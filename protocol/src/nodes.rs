//! Closed identifiers for workflow nodes and routing targets.

use serde::Deserialize;
use serde::Serialize;
use strum_macros::AsRefStr;
use strum_macros::Display;
use strum_macros::EnumIter;
use strum_macros::EnumString;

/// Wire name of the termination target.
pub const END: &str = "__end__";

/// Every node of the workflow graph.
#[derive(
    Debug,
    Clone,
    Copy,
    PartialEq,
    Eq,
    Hash,
    Serialize,
    Deserialize,
    Display,
    EnumString,
    EnumIter,
    AsRefStr,
)]
#[serde(rename_all = "snake_case")]
#[strum(serialize_all = "snake_case")]
pub enum NodeId {
    Coordinator,
    Planner,
    Supervisor,
    Researcher,
    Coder,
    Browser,
    Reporter,
}

/// The nodes the Supervisor may delegate to.
#[derive(
    Debug,
    Clone,
    Copy,
    PartialEq,
    Eq,
    Hash,
    Serialize,
    Deserialize,
    Display,
    EnumString,
    EnumIter,
    AsRefStr,
)]
#[serde(rename_all = "snake_case")]
#[strum(serialize_all = "snake_case")]
pub enum TeamMember {
    Researcher,
    Coder,
    Browser,
    Reporter,
}

impl TeamMember {
    pub fn node(self) -> NodeId {
        match self {
            TeamMember::Researcher => NodeId::Researcher,
            TeamMember::Coder => NodeId::Coder,
            TeamMember::Browser => NodeId::Browser,
            TeamMember::Reporter => NodeId::Reporter,
        }
    }

    /// The full default roster.
    pub fn all() -> Vec<TeamMember> {
        vec![
            TeamMember::Researcher,
            TeamMember::Coder,
            TeamMember::Browser,
            TeamMember::Reporter,
        ]
    }
}

impl From<TeamMember> for NodeId {
    fn from(member: TeamMember) -> Self {
        member.node()
    }
}

/// Control target produced by a step.
#[derive(Debug, Clone, Copy, PartialEq, Eq, Hash, Serialize, Deserialize)]
#[serde(into = "String", try_from = "String")]
pub enum Goto {
    Node(NodeId),
    End,
}

impl Goto {
    pub fn node(self) -> Option<NodeId> {
        match self {
            Goto::Node(node) => Some(node),
            Goto::End => None,
        }
    }
}

impl From<NodeId> for Goto {
    fn from(node: NodeId) -> Self {
        Goto::Node(node)
    }
}

impl std::fmt::Display for Goto {
    fn fmt(&self, f: &mut std::fmt::Formatter<'_>) -> std::fmt::Result {
        match self {
            Goto::Node(node) => write!(f, "{node}"),
            Goto::End => f.write_str(END),
        }
    }
}

impl From<Goto> for String {
    fn from(goto: Goto) -> Self {
        goto.to_string()
    }
}

#[derive(Debug, thiserror::Error)]
#[error("unknown routing target `{0}`")]
pub struct UnknownTarget(pub String);

impl TryFrom<String> for Goto {
    type Error = UnknownTarget;

    fn try_from(value: String) -> Result<Self, Self::Error> {
        if value == END {
            return Ok(Goto::End);
        }
        value
            .parse::<NodeId>()
            .map(Goto::Node)
            .map_err(|_| UnknownTarget(value))
    }
}
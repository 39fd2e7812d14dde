use async_trait::async_trait;
use serde::Deserialize;
use serde::Serialize;
use serde_json::Value;
use serde_json::json;

use super::check_status;
use crate::config::SearchConfig;
use crate::error::ManusErr;
use crate::error::Result;
use crate::tools::SearchProvider;
use crate::tools::ToolHandler;
use crate::tools::ToolSpec;
use crate::tools::required_str;

pub const TAVILY_TOOL_NAME: &str = "tavily_search";

/// Tavily web search. Serves both as the researcher's tool and as the
/// planner's pre-search provider.
pub struct TavilySearch {
    client: reqwest::Client,
    config: SearchConfig,
}

#[derive(Debug, Serialize)]
struct SearchRequest<'a> {
    api_key: &'a str,
    query: &'a str,
    max_results: usize,
}

#[derive(Debug, Deserialize)]
struct SearchResponse {
    #[serde(default)]
    results: Vec<SearchHit>,
}

#[derive(Debug, Deserialize, Serialize)]
struct SearchHit {
    #[serde(default)]
    title: String,
    #[serde(default)]
    url: String,
    #[serde(default)]
    content: String,
}

impl TavilySearch {
    pub fn new(config: SearchConfig) -> Self {
        Self::with_client(reqwest::Client::new(), config)
    }

    pub fn with_client(client: reqwest::Client, config: SearchConfig) -> Self {
        Self { client, config }
    }
}

#[async_trait]
impl SearchProvider for TavilySearch {
    async fn search(&self, query: &str) -> Result<Value> {
        let api_key = self.config.api_key.as_deref().ok_or_else(|| {
            ManusErr::Config("TAVILY_API_KEY is required for web search".to_string())
        })?;

        tracing::info!(query, max_results = self.config.max_results, "searching the web");
        let url = format!("{}/search", self.config.base_url.trim_end_matches('/'));
        let response = self
            .client
            .post(url)
            .json(&SearchRequest {
                api_key,
                query,
                max_results: self.config.max_results,
            })
            .send()
            .await?;
        let answer: SearchResponse = check_status(response).await?.json().await?;
        Ok(serde_json::to_value(answer.results)?)
    }
}

#[async_trait]
impl ToolHandler for TavilySearch {
    fn spec(&self) -> ToolSpec {
        ToolSpec {
            name: TAVILY_TOOL_NAME.to_string(),
            description: "A search engine optimized for comprehensive, accurate, and trusted \
                results. Useful for when you need to answer questions about current events. \
                Input should be a search query."
                .to_string(),
            parameters: json!({
                "type": "object",
                "properties": {
                    "query": { "type": "string", "description": "search query to look up" },
                },
                "required": ["query"],
            }),
        }
    }

    async fn handle(&self, arguments: Value) -> Result<String> {
        let query = required_str(TAVILY_TOOL_NAME, &arguments, "query")?;
        let results = self.search(query).await?;
        Ok(results.to_string())
    }
}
+-------+
What you will do:
Where the listing above reaches the line that contains "#[derive(Debug, thiserror::Error)]", start retyping, and finish with the line that contains "use crate::tools::ToolHandler;"; reproduce those lines exactly and no others.

Solution to this exercise:
#[derive(Debug, thiserror::Error)]
#[error("unknown routing target `{0}`")]
pub struct UnknownTarget(pub String);

impl TryFrom<String> for Goto {
    type Error = UnknownTarget;

    fn try_from(value: String) -> Result<Self, Self::Error> {
        if value == END {
            return Ok(Goto::End);
        }
        value
            .parse::<NodeId>()
            .map(Goto::Node)
            .map_err(|_| UnknownTarget(value))
    }
}
repository 39fd2e7812d14dde
use async_trait::async_trait;
use serde::Deserialize;
use serde::Serialize;
use serde_json::Value;
use serde_json::json;

use super::check_status;
use crate::config::SearchConfig;
use crate::error::ManusErr;
use crate::error::Result;
use crate::tools::SearchProvider;
use crate::tools::ToolHandler;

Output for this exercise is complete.